私たちが、勿論この子が、望んであなたに主戦になっていただくんです。よろしくお願いします」
「はい、はい、ありがとうごじゃいま、す」
「でも、良いんですか」
「……はい?」
「最初に言いましたけど、この子は会話中の今も沙藤騎手に鞭打ってもらいながら調教して欲しがるあまりヒンヒンねだっているほどのドマゾです。そのために体重移動が下手な未熟な子しか今まで乗せてくれなかったくらいなんです。沙籐騎手が鞭で叩くまでは、上手すぎるから苦しくない痛くないと嫌がって動かなかったような子なんです。苦しい事や痛い事が大好きなんです。いえ、そのためだけに生きてるんです……沙籐騎手の鞭の味と調教での
「何を言ってるんですかオーナー」
「?」
「それなら全然大丈夫ですよ。レースほど馬にとって痛くて苦しい物ってそうそう無いですから、全く問題ありません。痛い時や苦しい時にしか笑顔になれないコイツを、僕は一緒に勝って笑顔にさせてやります」
「沙藤騎手。そこまで、この子を」
「それに」
「え?」
「嫌がっていても、コイツは僕を振り下ろそうとするどころか身震い一つしなかった。僕を傷つけようとはしなかったんです。人や他馬を傷つけないのなら、それが何だと言うんです。
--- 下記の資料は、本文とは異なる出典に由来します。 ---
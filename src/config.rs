//! Marketplace settings.
//!
//! Defaults match the limits students see on the add-funds form. Each value
//! can be overridden through the environment:
//!
//! - `BOOKMARKET_MIN_DEPOSIT`: smallest accepted single deposit
//! - `BOOKMARKET_MAX_DEPOSIT`: largest accepted single deposit
//! - `BOOKMARKET_BOOTSTRAP_ADMIN`: username of the first administrator

use crate::error::{MarketError, Result};
use crate::money::Money;
use std::env;
use std::str::FromStr;

pub const MIN_DEPOSIT_VAR: &str = "BOOKMARKET_MIN_DEPOSIT";
pub const MAX_DEPOSIT_VAR: &str = "BOOKMARKET_MAX_DEPOSIT";
pub const BOOTSTRAP_ADMIN_VAR: &str = "BOOKMARKET_BOOTSTRAP_ADMIN";

/// Upper bound for `max_deposit`, in whole currency units.
pub const DEPOSIT_CEILING: i64 = 1_000_000_000;

#[derive(Debug, Clone, PartialEq)]
pub struct MarketConfig {
    pub min_deposit: Money,
    pub max_deposit: Money,
    /// The only account allowed to become admin without an existing admin
    /// granting the role.
    pub bootstrap_admin: String,
}

impl Default for MarketConfig {
    fn default() -> Self {
        MarketConfig {
            min_deposit: Money::from_units(1),
            max_deposit: Money::from_units(1000),
            bootstrap_admin: "admin".to_string(),
        }
    }
}

impl MarketConfig {
    /// Loads the defaults, then applies any environment overrides.
    pub fn from_env() -> Result<Self> {
        Self::from_lookup(|key| env::var(key).ok())
    }

    /// Same as [`from_env`](Self::from_env) with a pluggable variable source.
    pub fn from_lookup<F>(lookup: F) -> Result<Self>
    where
        F: Fn(&str) -> Option<String>,
    {
        let mut config = MarketConfig::default();

        if let Some(raw) = lookup(MIN_DEPOSIT_VAR) {
            config.min_deposit = parse_money(MIN_DEPOSIT_VAR, &raw)?;
        }
        if let Some(raw) = lookup(MAX_DEPOSIT_VAR) {
            config.max_deposit = parse_money(MAX_DEPOSIT_VAR, &raw)?;
        }
        if let Some(raw) = lookup(BOOTSTRAP_ADMIN_VAR) {
            let name = raw.trim();
            if name.is_empty() {
                return Err(MarketError::Config(format!("{} is empty", BOOTSTRAP_ADMIN_VAR)));
            }
            config.bootstrap_admin = name.to_string();
        }

        config.validate()?;
        Ok(config)
    }

    pub fn validate(&self) -> Result<()> {
        if !self.min_deposit.is_positive() {
            return Err(MarketError::Config(format!(
                "minimum deposit must be positive, got {}",
                self.min_deposit
            )));
        }
        if self.min_deposit > self.max_deposit {
            return Err(MarketError::Config(format!(
                "minimum deposit {} exceeds maximum {}",
                self.min_deposit, self.max_deposit
            )));
        }
        if self.max_deposit > Money::from_units(DEPOSIT_CEILING) {
            return Err(MarketError::Config(format!(
                "maximum deposit {} exceeds the ceiling of {}",
                self.max_deposit,
                Money::from_units(DEPOSIT_CEILING)
            )));
        }
        Ok(())
    }

    /// Checks a single deposit against the configured bounds.
    pub fn check_deposit(&self, amount: Money) -> Result<()> {
        if !amount.is_positive() {
            return Err(MarketError::InvalidAmount(format!(
                "deposit {} must be greater than zero",
                amount
            )));
        }
        if amount < self.min_deposit || amount > self.max_deposit {
            return Err(MarketError::InvalidAmount(format!(
                "deposit {} outside allowed range {}..={}",
                amount, self.min_deposit, self.max_deposit
            )));
        }
        Ok(())
    }
}

fn parse_money(key: &str, raw: &str) -> Result<Money> {
    Money::from_str(raw).map_err(|e| MarketError::Config(format!("{}={:?}: {}", key, raw, e)))
}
ヘイローだのなんだのと比べて可愛すぎます。名馬によくある個性ですよ。しかもレースにプラスの個性です」
「そおおおですね。個性ですね。ただの個性ですよ。ははははは」
「「「「ははははははは」」」」
「ひんっ」
「おっ、あぁ、分かってるよ。まだ走りたいんだよな。勿論、鞭も……頑張ろうな。なあ」
ホワイトグリント。
白毛と言う珍しすぎる毛色に宿るは不屈の血脈。
どんな状況でも決して諦めることがない疾走。
白雪姫と称される美しさに人は酔いしれる。
ハイセイコーのブームが過ぎ去り閉塞感と絶望に足掻いていた競馬界を救ったオグリキャップブーム。
日本中を熱狂させたオグリキャップブーム。
そのブームは黄昏を迎えていた。
JRAも生産界も調教師達も騎手たちも厩務員たちも、そして競馬ファンも。
誰もが心の中で受け入れていた黄昏に刺した光。
黄金世代の時代が始まろうとしていた。
史実だと、この年で875億円の売上を上げた有馬記念は黄金世代が全て引退した2000年には583億円にまで減少します。4年で売り上げが三分の二になりました。
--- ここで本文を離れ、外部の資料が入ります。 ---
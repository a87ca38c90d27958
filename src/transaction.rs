//! Ledger entries for money-moving events.

use crate::ids::{BookId, TransactionId, UserId};
use crate::money::Money;
use chrono::{DateTime, Utc};
use serde::{Deserialize, Serialize};
use std::fmt;

/// Kind of settlement that produced a ledger entry.
#[derive(Debug, Clone, Copy, PartialEq, Eq, Serialize, Deserialize)]
#[serde(rename_all = "lowercase")]
pub enum TxType {
    Purchase,
    Rental,
}

impl fmt::Display for TxType {
    fn fmt(&self, f: &mut fmt::Formatter<'_>) -> fmt::Result {
        match self {
            TxType::Purchase => f.write_str("purchase"),
            TxType::Rental => f.write_str("rental"),
        }
    }
}

/// Settlement outcome recorded on the entry.
///
/// `Pending` and `Failed` mirror the ledger schema and are never produced by
/// the engine. It only writes `Completed`; rejected attempts leave no entry.
#[derive(Debug, Clone, Copy, PartialEq, Eq, Serialize, Deserialize)]
#[serde(rename_all = "lowercase")]
pub enum TxStatus {
    Completed,
    Pending,
    Failed,
}

/// Immutable ledger entry.
///
/// Fields are private and only exposed through getters; once the store has
/// accepted an entry there is no way to change it.
#[derive(Debug, Clone, PartialEq, Serialize)]
pub struct Transaction {
    id: TransactionId,
    payer: UserId,
    payee: UserId,
    book: BookId,
    amount: Money,
    kind: TxType,
    status: TxStatus,
    created_at: DateTime<Utc>,
}

impl Transaction {
    /// Builds a completed entry for a settled purchase or rental.
    pub fn completed(
        id: TransactionId,
        payer: UserId,
        payee: UserId,
        book: BookId,
        amount: Money,
        kind: TxType,
        created_at: DateTime<Utc>,
    ) -> Self {
        Transaction {
            id,
            payer,
            payee,
            book,
            amount,
            kind,
            status: TxStatus::Completed,
            created_at,
        }
    }

    pub fn id(&self) -> TransactionId {
        self.id
    }

    /// Student who paid.
    pub fn payer(&self) -> UserId {
        self.payer
    }

    /// Book owner who was paid.
    pub fn payee(&self) -> UserId {
        self.payee
    }

    pub fn book(&self) -> BookId {
        self.book
    }

    pub fn amount(&self) -> Money {
        self.amount
    }

    pub fn kind(&self) -> TxType {
        self.kind
    }

    pub fn status(&self) -> TxStatus {
        self.status
    }

    pub fn created_at(&self) -> DateTime<Utc> {
        self.created_at
    }
}

#[cfg(test)]
mod tests {
    use super::*;

    #[test]
    fn test_completed_entry_exposes_fields() {
        let now = Utc::now();
        let tx = Transaction::completed(
            TransactionId::new(1),
            UserId::new(2),
            UserId::new(3),
            BookId::new(4),
            Money::from_cents(1250),
            TxType::Rental,
            now,
        );

        assert_eq!(tx.id(), TransactionId::new(1));
        assert_eq!(tx.payer(), UserId::new(2));
        assert_eq!(tx.payee(), UserId::new(3));
        assert_eq!(tx.book(), BookId::new(4));
        assert_eq!(tx.amount().to_string(), "12.50");
        assert_eq!(tx.kind(), TxType::Rental);
        assert_eq!(tx.status(), TxStatus::Completed);
        assert_eq!(tx.created_at(), now);
    }

    #[test]
    fn test_type_display() {
        assert_eq!(TxType::Purchase.to_string(), "purchase");
        assert_eq!(TxType::Rental.to_string(), "rental");
    }
}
他のレースも似たような感じです。中央競馬全体だと、4年で約5600億円の売り上げが減りました。
そして、さらに下がっていきます。
お客さんは、中央競馬場全体で来年だけで来場者が100万人以上減り、その後も段々減っていき、黄金世代が引退するまでの4年間で約300万人の来場者が減ります。
こちらも、さらに下がっていきます。
関係者の絶望感を感じる一助になって頂ければ幸いです。
シンデレラグレイことオグリキャップは、デビュー時の有馬記念の売り上げが251億円で3年後の引退時には480億円とほぼ倍にした上、中央競馬の売り上げを3年で約1兆1000億円増やし、3年間で300万人以上年最大150万人を超える新規の来場者を呼び込みました。
JRAが「ありがとう」としか言えない永遠の存在です。